Dr Boire concluded,“This kind of research speaks to the cooperation across the departments at Memorial Sloan Kettering and the interdisciplinary work that we’re able to do. We saw people getting sick, and we were able to use our observations to ask big clinical questions and then take these questions into the lab to answer them.”
Just for additional information, Dr Boire is an inventor on a patent related to modulating the permeability of the blood-brain barrier and is an unpaid member of the scientific advisory board of EVREN Technologies.
The study was funded by National Institutes of Health grant P30 CA008748, the Pew Charitable Trusts, the Damon Runyon Cancer Research Foundation, and the Pershing Square Sohn Cancer Research Alliance GC239280. It was also supported by the American Brain Tumor Association Basic Research Fellowship, the Terri Brodeur Breast Cancer Foundation Fellowship, and the Druckenmiller Center for Lung Cancer Research.

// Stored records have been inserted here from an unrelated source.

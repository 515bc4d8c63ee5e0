//! Dataset generation for the benchmark harness.
//!
//! Every generator takes the random source explicitly, a run seeded with the same value
//! produces the same datasets.

use rand::Rng;

/// Upper bound (exclusive) of generated values unless configured otherwise.
pub const DEFAULT_VALUE_UPPER: i32 = 10_000;

/// `len` values drawn uniformly from `0..upper`.
///
/// Panics if `upper <= 0` and `len > 0`, callers validate the bound up front.
pub fn random<R: Rng + ?Sized>(len: usize, upper: i32, rng: &mut R) -> Vec<i32> {
    //     .
    // : . : :
    // :.:::.::

    (0..len).map(|_| rng.gen_range(0..upper)).collect()
}

/// Ascending copy of `v` with `len / 10` random pair swaps applied.
///
/// Both indices of a swap are drawn independently, so a swap may be a no-op. How disordered
/// the result ends up is not controlled beyond that.
pub fn almost_sorted<R: Rng + ?Sized>(v: &[i32], rng: &mut R) -> Vec<i32> {
    //     .:
    //  .::.:
    // .::::.

    let mut vals = v.to_vec();
    vals.sort_unstable();
    sort_test_tools::patterns::swap_random_pairs(&mut vals, rng);
    vals
}

/// Copy of `v` in non-increasing order.
pub fn descending(v: &[i32]) -> Vec<i32> {
    // :.
    // :::.
    // :::::.

    let mut vals = v.to_vec();
    vals.sort_unstable_by(|a, b| b.cmp(a));
    vals
}

/// Shapes of the large input used for the pattern benchmarks.
#[derive(Copy, Clone, Debug, PartialEq, Eq)]
pub enum Pattern {
    Random,
    AlmostSorted,
    Descending,
}

impl Pattern {
    pub const ALL: [Pattern; 3] = [Pattern::Random, Pattern::AlmostSorted, Pattern::Descending];

    pub fn name(self) -> &'static str {
        match self {
            Pattern::Random => "random",
            Pattern::AlmostSorted => "almost_sorted",
            Pattern::Descending => "descending",
        }
    }

    /// Derives this pattern from the random `base` dataset.
    pub fn derive<R: Rng + ?Sized>(self, base: &[i32], rng: &mut R) -> Vec<i32> {
        match self {
            Pattern::Random => base.to_vec(),
            Pattern::AlmostSorted => almost_sorted(base, rng),
            Pattern::Descending => descending(base),
        }
    }
}
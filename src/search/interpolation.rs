search_impl!("interpolation_search", requires_sorted = true);

/// Values that can be placed on a number line for interpolation.
pub trait Interpolate: Ord {
    /// `self - base`, widened so that the difference and its product with any slice length
    /// can't overflow.
    fn distance_from(&self, base: &Self) -> i128;
}

macro_rules! impl_interpolate {
    ($($t:ty),*) => {
        $(
            impl Interpolate for $t {
                #[inline]
                fn distance_from(&self, base: &Self) -> i128 {
                    *self as i128 - *base as i128
                }
            }
        )*
    };
}

impl_interpolate!(i8, i16, i32, i64, u8, u16, u32, u64, isize, usize);

/// Searches the ascending slice `arr` for `key` by estimating its position from the values at
/// the window bounds.
///
/// Returns the index of some element equal to `key`, not necessarily the first one. If `arr` is
/// not sorted the result is unspecified, but a returned index always holds `key`.
///
/// Average *O*(log log *n*) probes on uniformly distributed values, *O*(*n*) worst-case.
pub fn search<T>(arr: &[T], key: &T) -> Option<usize>
where
    T: Interpolate,
{
    if arr.is_empty() {
        return None;
    }

    let mut low = 0;
    let mut high = arr.len() - 1;

    while low <= high && *key >= arr[low] && *key <= arr[high] {
        let span = arr[high].distance_from(&arr[low]);

        // With `arr[low] <= key <= arr[high]` a zero span means the whole window equals `key`.
        // This also covers `low == high`, and keeps duplicate runs from dividing by zero.
        if span == 0 {
            return Some(low);
        }

        let offset = key.distance_from(&arr[low]) * (high - low) as i128 / span;
        let pos = low + offset as usize;

        match arr[pos].cmp(key) {
            std::cmp::Ordering::Equal => return Some(pos),
            std::cmp::Ordering::Less => low = pos + 1,
            // `arr[low] <= key < arr[pos]` implies `pos > low`, so this can't underflow.
            std::cmp::Ordering::Greater => high = pos - 1,
        }
    }

    None
}
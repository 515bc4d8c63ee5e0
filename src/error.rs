use std::io;

use thiserror::Error;

#[derive(Debug, Error)]
pub enum BenchError {
    #[error("no dataset sizes configured")]
    EmptySizes,
    #[error("value range 0..{upper} is empty")]
    EmptyValueRange { upper: i32 },
    #[error("set difference needs two datasets, only {found} configured")]
    NotEnoughDatasets { found: usize },
    #[error("failed to write report: {0}")]
    Io(#[from] io::Error),
}
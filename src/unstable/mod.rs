// Repeated minimum selection, O(N^2) comparisons and at most N - 1 swaps.
pub mod selection_sort;

// Lomuto partition with the last element as pivot.
pub mod quicksort;
search_impl!("linear_search", requires_sorted = false);

/// Returns the index of the first element equal to `key`, or `None` if there is none.
#[inline]
pub fn search<T>(arr: &[T], key: &T) -> Option<usize>
where
    T: PartialEq,
{
    search_by(arr, |elem| elem == key)
}

/// Returns the index of the first element that satisfies `pred`.
pub fn search_by<T, F>(arr: &[T], mut pred: F) -> Option<usize>
where
    F: FnMut(&T) -> bool,
{
    for (i, elem) in arr.iter().enumerate() {
        if pred(elem) {
            return Some(i);
        }
    }

    None
}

The study team concluded, “Our findings have potentially important diagnostic and treatment implications. A prolonged encephalopathy of unknown etiology accompanies critical infections with COVID-19, and studies to date have not identified any obvious meningitic, ischemic, or ictal cause. This case series characterizes the increase in pro-inflammatory CSF cytokines in cancer patients in the weeks after respiratory illness. Similar to other encephalitides, these cytokines may result in neuronal damage in the absence of obvious radiographic abnormalities. Dexamethasone, a potent steroid and immunosuppressant, is the only intervention that has been shown in large-scale studies to reduce the incidence of death in hospitalized patients with severe COVID-19 infections. The impact of dexamethasone on COVID-19-related neurologic toxicity, specifically, has not been defined. Our data demonstrate that the neurologic toxicity associated with COVID-19 is biochemically similar to CAR T cell neurotoxicity. Clinical rubrics for the grading and management of CAR T cell neurotoxicity support early diagnosis and use of anti-inflammatory agents, including dexamethasone.”